I’ve loved Paul Hawken’s work ever since I read both Natural Capitalism and The Ecology of Commerce alongside Ray Anderson’s Mid Course Correction. (In sustainability units of a Graduate Diploma.)
I was a manufacturing systems consultant at the time, and these books put into context what I’d “known” about sustainability but done my best to ignore for 2 decades:
- That the key leverage for a sustainable future is inside the business systems that design, build and deliver the products and services we use every day.
- That the multiple levels of government that try to regulate business don’t have the power, the control or the skills to redesign business.
I’ve been writing on the subject ever since, following the development of ideas on remaking the way we make the products and services we use every day. Drawdown’s by no means the only solution set (think Circular Economy, Blue Economy, Biomimicry just to name a few) – but it’s still a significant marker.
To me, we’re at the start of a new era. Historians will look back and try and decide when specifically Regenerative Business got started, but this month seems to me to be a milestone.

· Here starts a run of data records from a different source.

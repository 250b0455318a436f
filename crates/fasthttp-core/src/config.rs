use serde::{Deserialize, Serialize};
use std::fs;
use std::io;
use std::path::{Path, PathBuf};
use std::time::Duration;

/// Configuration loaded from `~/.config/fasthttp/config.toml`.
#[derive(Debug, Clone, PartialEq, Eq, Serialize, Deserialize)]
#[serde(default)]
pub struct FetchConfig {
    /// Worker count used when the caller does not give one (1..=255).
    pub workers: u8,
    /// Receive buffer size in bytes; bounds each body increment written to the sink.
    pub buffer_size: usize,
    /// Follow HTTP redirects on the probe and on every range GET.
    pub follow_redirects: bool,
    /// Maximum redirects followed per request.
    pub max_redirections: u32,
    /// Optional connect timeout in seconds (None = client default).
    pub connect_timeout_secs: Option<u64>,
    /// Optional User-Agent header.
    pub user_agent: Option<String>,
    /// Initial in-memory capacity when the resource length is unknown.
    pub memory_reserve_bytes: usize,
    /// fsync the output file before it is moved into place.
    pub sync_on_finish: bool,
}

impl Default for FetchConfig {
    fn default() -> Self {
        Self {
            workers: 4,
            buffer_size: 16 * 1024,
            follow_redirects: true,
            max_redirections: 10,
            connect_timeout_secs: None,
            user_agent: None,
            memory_reserve_bytes: 8 * 1024 * 1024,
            sync_on_finish: true,
        }
    }
}

impl FetchConfig {
    /// Client options shared by the probe and every fetcher.
    pub fn curl_options(&self) -> CurlOptions {
        CurlOptions {
            buffer_size: self.buffer_size,
            follow_redirects: self.follow_redirects,
            max_redirections: self.max_redirections,
            connect_timeout: self.connect_timeout_secs.map(Duration::from_secs),
            user_agent: self.user_agent.clone(),
        }
    }
}

/// libcurl handle options derived from `FetchConfig`.
#[derive(Debug, Clone, Default)]
pub struct CurlOptions {
    pub buffer_size: usize,
    pub follow_redirects: bool,
    pub max_redirections: u32,
    pub connect_timeout: Option<Duration>,
    pub user_agent: Option<String>,
}

impl CurlOptions {
    pub(crate) fn apply(&self, easy: &mut curl::easy::Easy) -> Result<(), curl::Error> {
        easy.follow_location(self.follow_redirects)?;
        if self.follow_redirects {
            easy.max_redirections(self.max_redirections)?;
        }
        if self.buffer_size > 0 {
            easy.buffer_size(self.buffer_size)?;
        }
        if let Some(t) = self.connect_timeout {
            easy.connect_timeout(t)?;
        }
        if let Some(ua) = &self.user_agent {
            easy.useragent(ua)?;
        }
        Ok(())
    }
}

/// Errors reading or writing the config file.
#[derive(Debug, thiserror::Error)]
pub enum ConfigError {
    #[error("config directory: {0}")]
    Xdg(#[from] xdg::BaseDirectoriesError),
    #[error("config io: {0}")]
    Io(#[from] io::Error),
    #[error("invalid config: {0}")]
    Parse(#[from] toml::de::Error),
    #[error("cannot serialize config: {0}")]
    Serialize(#[from] toml::ser::Error),
}

pub fn config_path() -> Result<PathBuf, ConfigError> {
    let xdg_dirs = xdg::BaseDirectories::with_prefix("fasthttp")?;
    Ok(xdg_dirs.place_config_file("config.toml")?)
}

/// Load configuration from disk, creating a default file if none exists.
pub fn load_or_init() -> Result<FetchConfig, ConfigError> {
    let path = config_path()?;
    if !path.exists() {
        let default_cfg = FetchConfig::default();
        let toml = toml::to_string_pretty(&default_cfg)?;
        if let Some(parent) = path.parent() {
            fs::create_dir_all(parent)?;
        }
        fs::write(&path, toml)?;
        tracing::info!("created default config at {}", path.display());
        return Ok(default_cfg);
    }

    load_from(&path)
}

/// Load configuration from an explicit file. Missing keys take their defaults.
pub fn load_from(path: &Path) -> Result<FetchConfig, ConfigError> {
    let data = fs::read_to_string(path)?;
    let cfg: FetchConfig = toml::from_str(&data)?;
    Ok(cfg)
}

#[cfg(test)]
mod tests {
    use super::*;

    #[test]
    fn default_config_values() {
        let cfg = FetchConfig::default();
        assert_eq!(cfg.workers, 4);
        assert_eq!(cfg.buffer_size, 16384);
        assert!(cfg.follow_redirects);
        assert!(cfg.connect_timeout_secs.is_none());
        assert!(cfg.sync_on_finish);
    }

    #[test]
    fn config_toml_roundtrip() {
        let mut cfg = FetchConfig::default();
        cfg.user_agent = Some("fasthttp-test".to_string());
        cfg.connect_timeout_secs = Some(5);
        let toml = toml::to_string_pretty(&cfg).unwrap();
        let parsed: FetchConfig = toml::from_str(&toml).unwrap();
        assert_eq!(parsed, cfg);
    }

    #[test]
    fn partial_file_fills_defaults() {
        let dir = tempfile::tempdir().unwrap();
        let path = dir.path().join("config.toml");
        fs::write(&path, "workers = 16\nsync_on_finish = false\n").unwrap();
        let cfg = load_from(&path).unwrap();
        assert_eq!(cfg.workers, 16);
        assert!(!cfg.sync_on_finish);
        assert_eq!(cfg.buffer_size, FetchConfig::default().buffer_size);
    }

    #[test]
    fn out_of_range_workers_rejected() {
        let dir = tempfile::tempdir().unwrap();
        let path = dir.path().join("config.toml");
        fs::write(&path, "workers = 300\n").unwrap();
        assert!(matches!(load_from(&path), Err(ConfigError::Parse(_))));
    }

    #[test]
    fn curl_options_follow_config() {
        let cfg = FetchConfig {
            connect_timeout_secs: Some(3),
            ..FetchConfig::default()
        };
        let opts = cfg.curl_options();
        assert_eq!(opts.connect_timeout, Some(Duration::from_secs(3)));
        assert_eq!(opts.buffer_size, 16384);
    }
}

The most comprehensive plan ever proposed to reverse global warming
For a lot of people this first Project Drawdown publication will answer the question “What can I do?”
This set of social and technological solutions “that reduce and sequester carbon dioxide emissions in the atmosphere…. are all “no regrets” initiatives; they improve people’s lives, create jobs, restore the environment, enhance security, generate resilience, and advance human health. ” It’s regenerative thinking in action at a whole new level.
Roll on 18th April
We lose another layer of excuses this month. We lose the ability to blame “some government out there” because the action options will be with us.
I’m not sure what the historians will decide, or how quickly the “how” of the plan will shift as technology and passion get behind it. But to me it’s a historic marker that’s up there beside Ray Anderson’s declaration that Interface would become “the world’s first restorative business”.
I also don’t know what other exciting technologies never made it into “Drawdown” because their inventors were too busy selling their cool new technology in the marketplace to put in an application. How many were too focused on their “bottom of the pyramid” opportunities in Africa and India to do paperwork?
That will be something else we’ll find out in years to come because – while the HOW may change many times and “no plan survives first contact” – the GOAL of doing well by regenerating ecosystems and restoring communities is simple and compelling.